Data items
::::

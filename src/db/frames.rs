//! SQLite-backed [`FrameStore`] and [`ImageStore`].
//!
//! One connection behind a mutex. Saving a frame upserts the row and rewrites its
//! FTS5 entry inside a transaction. Listing is newest first with an opaque
//! `"<timestamp>|<id>"` cursor.

use anyhow::Result;
use rusqlite::{params, Connection, OptionalExtension, Row};
use std::path::Path;
use std::sync::{Mutex, MutexGuard};

use crate::frame::store::{
    FramePage, FrameStore, FtsQuery, ImageStore, ListOptions, ListOrder, PageInfo, StoreError,
};
use crate::frame::types::{Frame, ImageAttachment, SearchMode};

const FRAME_COLUMNS: &str = "id, timestamp, branch, jira, module_scope, summary_caption, \
     reference_point, status_snapshot, keywords, atlas_frame_id, image_ids";

pub struct SqliteStore {
    conn: Mutex<Connection>,
}

impl SqliteStore {
    pub fn new(conn: Connection) -> Self {
        Self {
            conn: Mutex::new(conn),
        }
    }

    pub fn open(path: impl AsRef<Path>) -> Result<Self> {
        Ok(Self::new(super::open_database(path)?))
    }

    pub fn in_memory() -> Result<Self> {
        Ok(Self::new(super::open_memory_database()?))
    }

    fn conn(&self) -> Result<MutexGuard<'_, Connection>, StoreError> {
        self.conn.lock().map_err(|_| StoreError::Poisoned)
    }
}

/// Raw column values, before JSON decoding.
struct FrameRow {
    id: String,
    timestamp: String,
    branch: String,
    jira: Option<String>,
    module_scope: String,
    summary_caption: String,
    reference_point: String,
    status_snapshot: String,
    keywords: Option<String>,
    atlas_frame_id: Option<String>,
    image_ids: String,
}

impl FrameRow {
    fn from_row(row: &Row<'_>) -> rusqlite::Result<Self> {
        Ok(Self {
            id: row.get(0)?,
            timestamp: row.get(1)?,
            branch: row.get(2)?,
            jira: row.get(3)?,
            module_scope: row.get(4)?,
            summary_caption: row.get(5)?,
            reference_point: row.get(6)?,
            status_snapshot: row.get(7)?,
            keywords: row.get(8)?,
            atlas_frame_id: row.get(9)?,
            image_ids: row.get(10)?,
        })
    }

    fn into_frame(self) -> Result<Frame, StoreError> {
        Ok(Frame {
            id: self.id,
            timestamp: self.timestamp,
            branch: self.branch,
            jira: self.jira,
            module_scope: serde_json::from_str(&self.module_scope)?,
            summary_caption: self.summary_caption,
            reference_point: self.reference_point,
            status_snapshot: serde_json::from_str(&self.status_snapshot)?,
            keywords: self
                .keywords
                .as_deref()
                .map(serde_json::from_str::<Vec<String>>)
                .transpose()?,
            atlas_frame_id: self.atlas_frame_id,
            image_ids: serde_json::from_str(&self.image_ids)?,
        })
    }
}

/// SQLite takes LIMIT as a signed integer; oversized limits clamp to its maximum.
fn sql_limit(limit: usize) -> i64 {
    i64::try_from(limit).unwrap_or(i64::MAX)
}

fn encode_cursor(frame: &Frame) -> String {
    format!("{}|{}", frame.timestamp, frame.id)
}

fn decode_cursor(cursor: &str) -> Result<(String, String), StoreError> {
    cursor
        .split_once('|')
        .filter(|(ts, id)| !ts.is_empty() && !id.is_empty())
        .map(|(ts, id)| (ts.to_string(), id.to_string()))
        .ok_or_else(|| StoreError::InvalidCursor(cursor.to_string()))
}

/// Build an FTS5 expression: each term quoted, joined with AND/OR.
fn fts_expression(query: &FtsQuery) -> String {
    let joiner = match query.mode {
        SearchMode::All => " AND ",
        SearchMode::Any => " OR ",
    };
    query
        .terms
        .iter()
        .map(|t| t.trim())
        .filter(|t| !t.is_empty())
        .map(|t| format!("\"{}\"", t.replace('"', "\"\"")))
        .collect::<Vec<_>>()
        .join(joiner)
}

/// FTS5 reports expression problems as generic SQLite errors; tell them apart
/// from real failures by message.
fn classify_fts_error(err: rusqlite::Error) -> StoreError {
    let message = err.to_string();
    if message.contains("fts5") || message.contains("syntax error") || message.contains("unterminated")
    {
        StoreError::MalformedQuery(message)
    } else {
        StoreError::Database(err)
    }
}

fn query_frames(
    conn: &Connection,
    sql: &str,
    params: impl rusqlite::Params,
) -> Result<Vec<Frame>, StoreError> {
    let mut stmt = conn.prepare(sql)?;
    let rows = stmt
        .query_map(params, FrameRow::from_row)?
        .collect::<Result<Vec<_>, _>>()?;
    rows.into_iter().map(FrameRow::into_frame).collect()
}

impl FrameStore for SqliteStore {
    fn save_frame(&self, frame: &Frame) -> Result<(), StoreError> {
        let mut conn = self.conn()?;
        let tx = conn.transaction()?;

        let module_scope = serde_json::to_string(&frame.module_scope)?;
        let status_snapshot = serde_json::to_string(&frame.status_snapshot)?;
        let keywords = frame.keywords.as_ref().map(serde_json::to_string).transpose()?;
        let image_ids = serde_json::to_string(&frame.image_ids)?;

        tx.execute(
            "INSERT INTO frames (id, timestamp, branch, jira, module_scope, summary_caption, \
             reference_point, status_snapshot, keywords, atlas_frame_id, image_ids) \
             VALUES (?1, ?2, ?3, ?4, ?5, ?6, ?7, ?8, ?9, ?10, ?11) \
             ON CONFLICT(id) DO UPDATE SET \
             timestamp = excluded.timestamp, branch = excluded.branch, jira = excluded.jira, \
             module_scope = excluded.module_scope, summary_caption = excluded.summary_caption, \
             reference_point = excluded.reference_point, status_snapshot = excluded.status_snapshot, \
             keywords = excluded.keywords, atlas_frame_id = excluded.atlas_frame_id, \
             image_ids = excluded.image_ids",
            params![
                frame.id,
                frame.timestamp,
                frame.branch,
                frame.jira,
                module_scope,
                frame.summary_caption,
                frame.reference_point,
                status_snapshot,
                keywords,
                frame.atlas_frame_id,
                image_ids,
            ],
        )?;

        tx.execute("DELETE FROM frames_fts WHERE id = ?1", params![frame.id])?;
        tx.execute(
            "INSERT INTO frames_fts (reference_point, summary_caption, keywords, id) \
             VALUES (?1, ?2, ?3, ?4)",
            params![
                frame.reference_point,
                frame.summary_caption,
                frame.keywords.as_ref().map(|k| k.join(" ")).unwrap_or_default(),
                frame.id,
            ],
        )?;

        tx.commit()?;
        Ok(())
    }

    fn get_frame_by_id(&self, id: &str) -> Result<Option<Frame>, StoreError> {
        let conn = self.conn()?;
        let row = conn
            .query_row(
                &format!("SELECT {FRAME_COLUMNS} FROM frames WHERE id = ?1"),
                params![id],
                FrameRow::from_row,
            )
            .optional()?;
        row.map(FrameRow::into_frame).transpose()
    }

    fn delete_frame(&self, id: &str) -> Result<bool, StoreError> {
        let mut conn = self.conn()?;
        let tx = conn.transaction()?;
        tx.execute("DELETE FROM frames_fts WHERE id = ?1", params![id])?;
        let removed = tx.execute("DELETE FROM frames WHERE id = ?1", params![id])?;
        tx.commit()?;
        Ok(removed > 0)
    }

    fn list_frames(&self, options: &ListOptions) -> Result<FramePage, StoreError> {
        let conn = self.conn()?;
        // One extra row tells us whether another page exists.
        let fetch = sql_limit(options.limit).saturating_add(1);

        let mut frames = match options.cursor.as_deref() {
            Some(cursor) => {
                let (ts, id) = decode_cursor(cursor)?;
                query_frames(
                    &conn,
                    &format!(
                        "SELECT {FRAME_COLUMNS} FROM frames \
                         WHERE timestamp < ?1 OR (timestamp = ?1 AND id < ?2) \
                         ORDER BY timestamp DESC, id DESC LIMIT ?3"
                    ),
                    params![ts, id, fetch],
                )?
            }
            None => query_frames(
                &conn,
                &format!(
                    "SELECT {FRAME_COLUMNS} FROM frames ORDER BY timestamp DESC, id DESC LIMIT ?1"
                ),
                params![fetch],
            )?,
        };

        let has_more = frames.len() > options.limit;
        frames.truncate(options.limit);
        let next_cursor = if has_more {
            frames.last().map(encode_cursor)
        } else {
            None
        };

        Ok(FramePage {
            frames,
            page: PageInfo {
                limit: options.limit,
                next_cursor,
                has_more,
            },
            order: ListOrder::timestamp_desc(),
        })
    }

    fn search_frames(&self, query: &FtsQuery) -> Result<Vec<Frame>, StoreError> {
        let expression = fts_expression(query);
        if expression.is_empty() {
            return Ok(Vec::new());
        }

        let conn = self.conn()?;
        let ids: Vec<String> = {
            let mut stmt = conn
                .prepare("SELECT id FROM frames_fts WHERE frames_fts MATCH ?1 ORDER BY rank LIMIT ?2")
                .map_err(classify_fts_error)?;
            let rows = stmt
                .query_map(params![expression, sql_limit(query.limit)], |row| row.get(0))
                .map_err(classify_fts_error)?;
            rows.collect::<Result<Vec<_>, _>>()
                .map_err(classify_fts_error)?
        };

        let mut frames = Vec::with_capacity(ids.len());
        for id in ids {
            let row = conn
                .query_row(
                    &format!("SELECT {FRAME_COLUMNS} FROM frames WHERE id = ?1"),
                    params![id],
                    FrameRow::from_row,
                )
                .optional()?;
            if let Some(row) = row {
                frames.push(row.into_frame()?);
            }
        }
        Ok(frames)
    }

    fn frame_count(&self) -> Result<u64, StoreError> {
        let conn = self.conn()?;
        let count: i64 = conn.query_row("SELECT COUNT(*) FROM frames", [], |row| row.get(0))?;
        Ok(count as u64)
    }

    fn close(&self) -> Result<(), StoreError> {
        let conn = self.conn()?;
        conn.execute_batch("PRAGMA optimize")?;
        Ok(())
    }
}

impl ImageStore for SqliteStore {
    fn store_image(&self, frame_id: &str, image: &ImageAttachment) -> Result<String, StoreError> {
        let conn = self.conn()?;
        let id = uuid::Uuid::now_v7().to_string();
        conn.execute(
            "INSERT INTO frame_images (id, frame_id, mime_type, data, created_at) \
             VALUES (?1, ?2, ?3, ?4, ?5)",
            params![
                id,
                frame_id,
                image.mime_type,
                image.data,
                crate::frame::now_timestamp()
            ],
        )?;
        Ok(id)
    }

    fn delete_images_for_frame(&self, frame_id: &str) -> Result<usize, StoreError> {
        let conn = self.conn()?;
        Ok(conn.execute(
            "DELETE FROM frame_images WHERE frame_id = ?1",
            params![frame_id],
        )?)
    }

    fn image_count(&self) -> Result<u64, StoreError> {
        let conn = self.conn()?;
        let count: i64 =
            conn.query_row("SELECT COUNT(*) FROM frame_images", [], |row| row.get(0))?;
        Ok(count as u64)
    }
}
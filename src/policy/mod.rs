//! Module policy: the set of canonical module ids, their aliases, and the caller
//! rules between them.
//!
//! A missing or unreadable policy is not fatal to the server: the engine falls back
//! to unchecked mode where module scopes are stored verbatim.

pub mod atlas;
pub mod validator;

use serde::{Deserialize, Serialize};
use std::collections::BTreeMap;
use std::path::{Path, PathBuf};
use thiserror::Error;

/// Relative locations searched when no explicit policy path is configured.
pub const DEFAULT_POLICY_LOCATIONS: &[&str] =
    &[".smartergpt/lex/lexmap.policy.json", "lexmap.policy.json"];

#[derive(Debug, Error)]
pub enum PolicyError {
    #[error("policy file not found: {0}")]
    NotFound(String),
    #[error("failed to read policy {path}: {source}")]
    Io {
        path: PathBuf,
        source: std::io::Error,
    },
    #[error("invalid policy {path}: {reason}")]
    Invalid { path: PathBuf, reason: String },
}

#[derive(Debug, Clone, Default, PartialEq, Serialize, Deserialize)]
pub struct ModuleRule {
    #[serde(default, skip_serializing_if = "Option::is_none")]
    pub description: Option<String>,
    #[serde(default)]
    pub owns_paths: Vec<String>,
    #[serde(default)]
    pub allowed_callers: Vec<String>,
    #[serde(default)]
    pub forbidden_callers: Vec<String>,
}

#[derive(Debug, Clone, Default, PartialEq, Serialize, Deserialize)]
pub struct Policy {
    pub modules: BTreeMap<String, ModuleRule>,
    /// Alias → canonical module id.
    #[serde(default)]
    pub aliases: BTreeMap<String, String>,
    /// Where the policy was loaded from, if it came from disk.
    #[serde(skip)]
    pub source: Option<PathBuf>,
}

impl Policy {
    /// Parse and check a policy document.
    pub fn from_json(json: &str, path: &Path) -> Result<Self, PolicyError> {
        let mut policy: Policy = serde_json::from_str(json).map_err(|e| PolicyError::Invalid {
            path: path.to_path_buf(),
            reason: e.to_string(),
        })?;
        policy.check().map_err(|reason| PolicyError::Invalid {
            path: path.to_path_buf(),
            reason,
        })?;
        policy.source = Some(path.to_path_buf());
        Ok(policy)
    }

    fn check(&self) -> Result<(), String> {
        if let Some(empty) = self.modules.keys().find(|id| id.trim().is_empty()) {
            return Err(format!("module id {empty:?} is empty"));
        }
        for (alias, target) in &self.aliases {
            if !self.modules.contains_key(target) {
                return Err(format!("alias '{alias}' points to unknown module '{target}'"));
            }
            if self.modules.contains_key(alias) {
                return Err(format!("alias '{alias}' shadows a canonical module id"));
            }
        }
        Ok(())
    }

    pub fn is_canonical(&self, id: &str) -> bool {
        self.modules.contains_key(id)
    }

    /// Canonical id for `id`, following at most one alias hop.
    pub fn resolve(&self, id: &str) -> Option<&str> {
        if let Some((key, _)) = self.modules.get_key_value(id) {
            return Some(key.as_str());
        }
        self.aliases.get(id).map(String::as_str)
    }

    pub fn module_ids(&self) -> impl Iterator<Item = &str> {
        self.modules.keys().map(String::as_str)
    }
}

/// Load a policy from `path`, or search [`DEFAULT_POLICY_LOCATIONS`] under the
/// working directory.
pub fn load_policy(path: Option<&Path>) -> Result<Policy, PolicyError> {
    let candidates: Vec<PathBuf> = match path {
        Some(p) => vec![p.to_path_buf()],
        None => DEFAULT_POLICY_LOCATIONS.iter().map(PathBuf::from).collect(),
    };

    let Some(found) = candidates.iter().find(|p| p.is_file()) else {
        let tried = candidates
            .iter()
            .map(|p| p.display().to_string())
            .collect::<Vec<_>>()
            .join(", ");
        return Err(PolicyError::NotFound(tried));
    };

    let contents = std::fs::read_to_string(found).map_err(|source| PolicyError::Io {
        path: found.clone(),
        source,
    })?;
    let policy = Policy::from_json(&contents, found)?;
    tracing::info!(
        path = %found.display(),
        modules = policy.modules.len(),
        aliases = policy.aliases.len(),
        "policy loaded"
    );
    Ok(policy)
}
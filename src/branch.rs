//! Branch recorded on new frames.
//!
//! Precedence: explicit argument, configured default, `.git/HEAD` under a configured
//! repository root, then `"unknown"`. The working directory is never consulted.

use std::path::Path;

pub const UNKNOWN_BRANCH: &str = "unknown";

pub fn resolve_branch(
    explicit: Option<&str>,
    default_branch: Option<&str>,
    repo_root: Option<&Path>,
) -> String {
    if let Some(branch) = explicit.map(str::trim).filter(|b| !b.is_empty()) {
        return branch.to_string();
    }
    if let Some(branch) = default_branch.map(str::trim).filter(|b| !b.is_empty()) {
        return branch.to_string();
    }
    repo_root
        .and_then(read_head_branch)
        .unwrap_or_else(|| UNKNOWN_BRANCH.to_string())
}

/// Branch named by `<root>/.git/HEAD`; `"detached"` for a bare commit hash.
fn read_head_branch(root: &Path) -> Option<String> {
    let head = std::fs::read_to_string(root.join(".git").join("HEAD")).ok()?;
    let head = head.trim();
    match head.strip_prefix("ref: ") {
        Some(reference) => Some(
            reference
                .strip_prefix("refs/heads/")
                .unwrap_or(reference)
                .to_string(),
        ),
        None if !head.is_empty() => Some("detached".to_string()),
        None => None,
    }
}
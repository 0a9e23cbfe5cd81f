use anyhow::{anyhow, Result};
use serde_json::json;

use tessera::config::TesseraConfig;
use tessera::dispatch;

/// Display frame store statistics in the terminal.
pub async fn stats(config: &TesseraConfig, detailed: bool) -> Result<()> {
    let ctx = tessera::server::build_engine(config)?;

    let output = dispatch::call_tool(&ctx, "db_stats", json!({ "detailed": detailed }))
        .await
        .map_err(|e| anyhow!("{}: {}", e.code, e.message))?;

    println!("Frame Statistics");
    println!("{}", "=".repeat(40));
    println!("{}", output.joined_text());
    println!("Database: {}", config.resolved_db_path().display());
    Ok(())
}
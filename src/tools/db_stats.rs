use schemars::JsonSchema;
use serde::{Deserialize, Serialize};
use serde_json::Value;

use crate::engine::EngineContext;
use crate::error::ToolError;
use crate::frame::query::fetch_recent;
use crate::frame::stats::frame_stats;

use super::{parse_args, ToolOutput};

/// Parameters for the `db_stats` MCP tool.
#[derive(Debug, Default, Serialize, Deserialize, JsonSchema)]
pub struct DbStatsParams {
    #[serde(default)]
    #[schemars(description = "If true, list up to 20 modules instead of 5")]
    pub detailed: Option<bool>,
}

pub(crate) async fn run(ctx: &EngineContext, args: Value) -> Result<ToolOutput, ToolError> {
    let params: DbStatsParams = parse_args(args)?;
    let top_n = if params.detailed.unwrap_or(false) { 20 } else { 5 };
    tracing::info!(top_n, "db_stats called");

    let fetch_bound = ctx.settings.fetch_bound;
    let stats = ctx
        .with_stores(move |store, images| {
            let total_frames = store.frame_count().map_err(ToolError::storage_read)?;
            let total_images = images.image_count().map_err(ToolError::storage_read)?;
            let sample = fetch_recent(store, fetch_bound)?;
            Ok(frame_stats(&sample, total_frames, total_images, top_n))
        })
        .await?;

    let mut lines = vec![
        format!("Frames: {}", stats.total_frames),
        format!("Images: {}", stats.total_images),
    ];
    if stats.sampled {
        lines.push(format!(
            "Breakdowns cover the newest {} frames",
            stats.sample_size
        ));
    }
    for (branch, count) in &stats.by_branch {
        lines.push(format!("  branch {branch}: {count}"));
    }
    for module in &stats.top_modules {
        lines.push(format!("  module {}: {}", module.module, module.frames));
    }
    if let (Some(oldest), Some(newest)) = (&stats.oldest_frame, &stats.newest_frame) {
        lines.push(format!("Range: {oldest} .. {newest}"));
    }
    ToolOutput::with_data(lines.join("\n"), &stats)
}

::::

> **Instructions for the task**:
Report the lines above that contain "bool".

> **Result of this exercise**:
    fn delete_frame(&self, id: &str) -> Result<bool, StoreError> {
    pub fn is_canonical(&self, id: &str) -> bool {
pub async fn stats(config: &TesseraConfig, detailed: bool) -> Result<()> {
    pub detailed: Option<bool>,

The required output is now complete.